Henry Homeyer: Get ready to start your indoor seedlings

By Henry Homeyer
© 2023 Telegraph Publishing LLC

Starting seeds indoors under lights is a good treatment for the winter blues. It connects me to my upcoming garden and all its benefits. Early March is when I start onions and peppers, though April is the month for most everything else.

My wife, Cindy Heath, and I are making a commitment to reduce/eliminate the use of plastics in our life, so we are transitioning away from those handy, dandy flimsy plastic 6-packs for starting seeds. You can, too.

Gardeners Supply Company has been offering ways of reducing single-use plastics like those 6-packs sold everywhere. They have sturdy reusable plastic trays for seed starting which have been available for a few years. This year they came out with metal seed starting trays.

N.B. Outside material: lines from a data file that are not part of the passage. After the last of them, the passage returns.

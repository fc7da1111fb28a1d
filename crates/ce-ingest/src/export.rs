//! Canonical rows back to an xlsx workbook.
//!
//! Headers use each column's first human alias when it has one, so an
//! exported workbook reads back with the same [`IngestSpec`].

use crate::error::IngestResult;
use crate::ingest::IngestSpec;
use ce_core::{CellValue, ColumnSpec, Row};
use rust_xlsxwriter::{Format, Workbook};

fn header_label(col: &ColumnSpec) -> &str {
    col.aliases.first().map(String::as_str).unwrap_or(&col.name)
}

/// Write `rows` as a single-sheet workbook laid out for `spec`.
pub fn export_rows(spec: &IngestSpec, rows: &[Row]) -> IngestResult<Vec<u8>> {
    let mut workbook = Workbook::new();
    let sheet = workbook.add_worksheet();
    sheet.set_name(spec.sheet.as_deref().unwrap_or(&spec.schema.table))?;

    let bold = Format::new().set_bold();
    for (c, col) in spec.schema.columns.iter().enumerate() {
        sheet.write_string_with_format(0, c as u16, header_label(col), &bold)?;
    }
    for (r, row) in rows.iter().enumerate() {
        let r = r as u32 + 1;
        for (c, col) in spec.schema.columns.iter().enumerate() {
            let c = c as u16;
            match row.value(&col.name) {
                CellValue::Null => {}
                CellValue::Number(n) => {
                    sheet.write_number(r, c, n)?;
                }
                CellValue::Text(s) => {
                    sheet.write_string(r, c, s)?;
                }
                CellValue::Bool(b) => {
                    sheet.write_boolean(r, c, b)?;
                }
            }
        }
    }
    sheet.set_freeze_panes(1, 0)?;

    log::debug!(
        "Exported {} row(s) of {} to xlsx",
        rows.len(),
        spec.schema.table
    );
    Ok(workbook.save_to_buffer()?)
}
use super::*;
use crate::test_fixtures::{texts, xlsx, Cell::*};
use ce_core::CellValue;

fn budget_workbook() -> Vec<u8> {
    xlsx(&[(
        "LMC",
        vec![
            texts(&["LMC master - Mumbai"]),
            vec![],
            texts(&[
                "SiteID",
                "CE-Length-Mtr",
                "RI Cost per Meter",
                "Material  Cost Per Meter",
                "Total RI Amount",
                "Route Type",
                "Remarks",
            ]),
            vec![S("MUM-001"), N(120.0), N(1250.456), N(80.0), N(150054.72), S("LMC"), S("ok")],
            vec![],
            vec![S("MUM-002"), S("95"), N(1100.0), E, S("1,04,500"), S(" "), E],
        ],
    )])
}

#[test]
fn test_budget_rows_have_exactly_canonical_keys() {
    let rows = ingest(budget_workbook(), &IngestSpec::budget("budget_lmc")).unwrap();
    assert_eq!(rows.len(), 2);
    let expected = TableSchema::budget("budget_lmc");
    for row in &rows {
        assert_eq!(row.columns().collect::<Vec<_>>(), expected.column_names());
    }
}

#[test]
fn test_budget_values_rounded_and_normalized() {
    let rows = ingest(budget_workbook(), &IngestSpec::budget("budget_lmc")).unwrap();
    let first = &rows[0];
    assert_eq!(first.value("SiteID"), CellValue::text("MUM-001"));
    assert_eq!(first.value("RI Cost per Meter"), CellValue::Number(1250.46));
    assert_eq!(first.value("Material  Cost Per Meter"), CellValue::Number(80.0));

    let second = &rows[1];
    assert_eq!(second.value("CE-Length-Mtr"), CellValue::Number(95.0));
    assert_eq!(second.value("Total RI Amount"), CellValue::Number(104500.0));
    assert_eq!(second.value("Route Type"), CellValue::Null);
}

#[test]
fn test_unmapped_header_yields_null_not_dropped_row() {
    let rows = ingest(budget_workbook(), &IngestSpec::budget("budget_lmc")).unwrap();
    // "Build Cost Per Meter" has no header in the workbook
    assert!(rows
        .iter()
        .all(|r| r.value("Build Cost Per Meter") == CellValue::Null));
    assert_eq!(rows.len(), 2);
}

#[test]
fn test_non_numeric_text_in_numeric_column_is_null() {
    let bytes = xlsx(&[(
        "LMC",
        vec![
            texts(&["SiteID", "CE-Length-Mtr", "Total RI Amount"]),
            texts(&["MUM-001", "N/A", "pending"]),
        ],
    )]);
    let rows = ingest(bytes, &IngestSpec::budget("budget_lmc")).unwrap();
    assert_eq!(rows.len(), 1);
    assert_eq!(rows[0].value("SiteID"), CellValue::text("MUM-001"));
    assert_eq!(rows[0].value("CE-Length-Mtr"), CellValue::Null);
    assert_eq!(rows[0].value("Total RI Amount"), CellValue::Null);
}

#[test]
fn test_row_with_only_unmapped_content_is_kept() {
    let bytes = xlsx(&[(
        "LMC",
        vec![
            texts(&["SiteID", "CE-Length-Mtr", "Remarks"]),
            vec![S("MUM-001"), N(10.0), E],
            vec![E, E, S("carried over from phase 1")],
            vec![],
        ],
    )]);
    let rows = ingest(bytes, &IngestSpec::budget("budget_lmc")).unwrap();
    assert_eq!(rows.len(), 2);
    assert!(rows[1].iter().all(|(_, v)| *v == CellValue::Null));
    assert_eq!(rows[1].len(), 10);
}

#[test]
fn test_header_not_found() {
    let bytes = xlsx(&[("Sheet1", vec![texts(&["Site", "Length"]), texts(&["a", "b"])])]);
    let err = ingest(bytes, &IngestSpec::budget("budget_lmc")).unwrap_err();
    assert!(matches!(err, IngestError::HeaderNotFound { .. }));
    assert!(err.to_string().contains("[I003]"));
}

#[test]
fn test_header_beyond_scan_window_not_found() {
    let mut rows: Vec<Vec<_>> = (0..10).map(|_| texts(&["notes"])).collect();
    rows.push(texts(&["SiteID"]));
    rows.push(texts(&["S1"]));
    let err = ingest(xlsx(&[("Sheet1", rows)]), &IngestSpec::budget("b")).unwrap_err();
    assert!(matches!(err, IngestError::HeaderNotFound { scan_limit: 10, .. }));
}

#[test]
fn test_dn_master_aliases_and_dates() {
    let bytes = xlsx(&[(
        "DN Master",
        vec![
            texts(&[
                "Sr. No.",
                "Route ID / Site ID",
                "Demand Note Reference number",
                "DN Received Date",
                "Ground Rent",
                "Application Date",
            ]),
            vec![
                N(1.0),
                S("MUM-001"),
                S("MBMC/ROW/117"),
                N(45292.0),
                N(1000.0),
                S("15/02/2024"),
            ],
        ],
    )]);
    let rows = ingest(bytes, &IngestSpec::dn_master("dn_master_final")).unwrap();
    assert_eq!(rows.len(), 1);
    let row = &rows[0];
    assert_eq!(row.len(), 57);
    assert_eq!(row.value("sr_no"), CellValue::text("1"));
    assert_eq!(row.value("route_id / site_id"), CellValue::text("MUM-001"));
    assert_eq!(row.value("dn_number"), CellValue::text("MBMC/ROW/117"));
    assert_eq!(row.value("dn_received_date"), CellValue::text("2024-01-01"));
    assert_eq!(row.value("application_date"), CellValue::text("2024-02-15"));
    assert_eq!(row.value("ground_rent"), CellValue::Number(1000.0));
    assert_eq!(row.value("tat_days"), CellValue::Null);
}

#[test]
fn test_missing_sheet() {
    let bytes = xlsx(&[("Other", vec![texts(&["siteid"])])]);
    let err = ingest(bytes, &IngestSpec::po_master("po_master")).unwrap_err();
    assert!(err.to_string().contains("684 POP"));
    assert!(err.to_string().contains("Other"));
}

#[test]
fn test_not_a_workbook() {
    let err = ingest(b"plain text".to_vec(), &IngestSpec::budget("b")).unwrap_err();
    assert!(matches!(err, IngestError::Workbook(_)));
}
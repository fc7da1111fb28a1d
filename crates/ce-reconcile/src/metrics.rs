//! Financial metrics derived from the DN parse result and the budget rate.

use crate::merge::MergedFields;
use ce_core::{round2, CellValue, DemandNote, Source};
use serde::Serialize;
use std::fmt;

/// A calculated DN master field.
#[derive(Debug, Clone, Copy, PartialEq, Eq, Hash, Serialize)]
#[serde(rename_all = "snake_case")]
pub enum Metric {
    RiBudgetAmountPerMeter,
    ProjectedBudgetRiAmountDn,
    ActualTotalNonRefundable,
    NonRefundableAmountPerMtr,
    NonRefundableSavingsPerMtr,
    TotalDnAmount,
}

impl Metric {
    pub fn name(self) -> &'static str {
        match self {
            Metric::RiBudgetAmountPerMeter => "ri_budget_amount_per_meter",
            Metric::ProjectedBudgetRiAmountDn => "projected_budget_ri_amount_dn",
            Metric::ActualTotalNonRefundable => "actual_total_non_refundable",
            Metric::NonRefundableAmountPerMtr => "non_refundable_amount_per_mtr",
            Metric::NonRefundableSavingsPerMtr => "non_refundable_savings_per_mtr",
            Metric::TotalDnAmount => "total_dn_amount",
        }
    }
}

impl fmt::Display for Metric {
    fn fmt(&self, f: &mut fmt::Formatter<'_>) -> fmt::Result {
        f.write_str(self.name())
    }
}

/// The six calculated values of one analysis run, each rounded to two decimals.
#[derive(Debug, Clone, Copy, Default, PartialEq, Serialize)]
pub struct DerivedMetrics {
    pub ri_budget_amount_per_meter: Option<f64>,
    pub projected_budget_ri_amount_dn: Option<f64>,
    pub actual_total_non_refundable: Option<f64>,
    pub non_refundable_amount_per_mtr: Option<f64>,
    pub non_refundable_savings_per_mtr: Option<f64>,
    pub total_dn_amount: Option<f64>,
}

impl DerivedMetrics {
    /// Derive the metrics from the DN fields of `merged`.
    ///
    /// `ri_cost_per_meter` is the budget table's `RI Cost per Meter` for the
    /// site, `None` when the site has no budget row.
    pub fn compute(merged: &MergedFields, ri_cost_per_meter: Option<f64>) -> Self {
        let note = DemandNote::from_fields(&merged.source_fields(Source::Dn));
        Self::from_note(&note, ri_cost_per_meter)
    }

    pub fn from_note(note: &DemandNote, ri_cost_per_meter: Option<f64>) -> Self {
        let rate = ri_cost_per_meter.filter(|r| r.is_finite());
        let per_mtr = note.non_refundable_per_meter();
        Self {
            ri_budget_amount_per_meter: rate.map(round2),
            projected_budget_ri_amount_dn: rate
                .zip(note.section_length)
                .map(|(r, len)| round2(r * len)),
            actual_total_non_refundable: note.non_refundable_total(),
            non_refundable_amount_per_mtr: per_mtr,
            non_refundable_savings_per_mtr: rate.zip(per_mtr).map(|(r, a)| round2(r - a)),
            total_dn_amount: note.total_amount(),
        }
    }

    pub fn get(&self, metric: Metric) -> Option<f64> {
        match metric {
            Metric::RiBudgetAmountPerMeter => self.ri_budget_amount_per_meter,
            Metric::ProjectedBudgetRiAmountDn => self.projected_budget_ri_amount_dn,
            Metric::ActualTotalNonRefundable => self.actual_total_non_refundable,
            Metric::NonRefundableAmountPerMtr => self.non_refundable_amount_per_mtr,
            Metric::NonRefundableSavingsPerMtr => self.non_refundable_savings_per_mtr,
            Metric::TotalDnAmount => self.total_dn_amount,
        }
    }

    pub fn value(&self, metric: Metric) -> CellValue {
        CellValue::from(self.get(metric))
    }
}

#[cfg(test)]
#[path = "metrics_test.rs"]
mod tests;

Metal planting cells from Gardeners Supply

These galvanized steel growing cells are pricey, but should last a lifetime. For about $50 you get 24 individual, tapered cells and a leak-proof tray to hold them. The cells are a nice big size. The kit is self-watering: it comes with a wire grid and moisture-retaining mat that keeps seedlings hydrated from the bottom of the tray which you fill with water once a week or so. I got one of these kits and looks like a winner.

Renee’s Garden is now selling seed starting cell trays made of silicone that are sturdy and reusable, and dishwasher safe. They do not get brittle, they say. I am ordering some to try them.

If you don’t mind extra work and lots of mess, you can make soil blocks using a little metal press that produces 2-inch soil blocks. The mixture includes peat humus, compost, soil, blood meal and minerals. E-mail me for more info about the process.

So what else do you need? Lights, growing medium and seeds. Let’s start with lights. To keep your light bill low, I recommend using LED lights. I have some old-fashioned 4-foot fluorescent lights, but have been replacing them with the LED equivalent. These look about the same, but have no ballast (transformer) inside the fixture and use much less electricity.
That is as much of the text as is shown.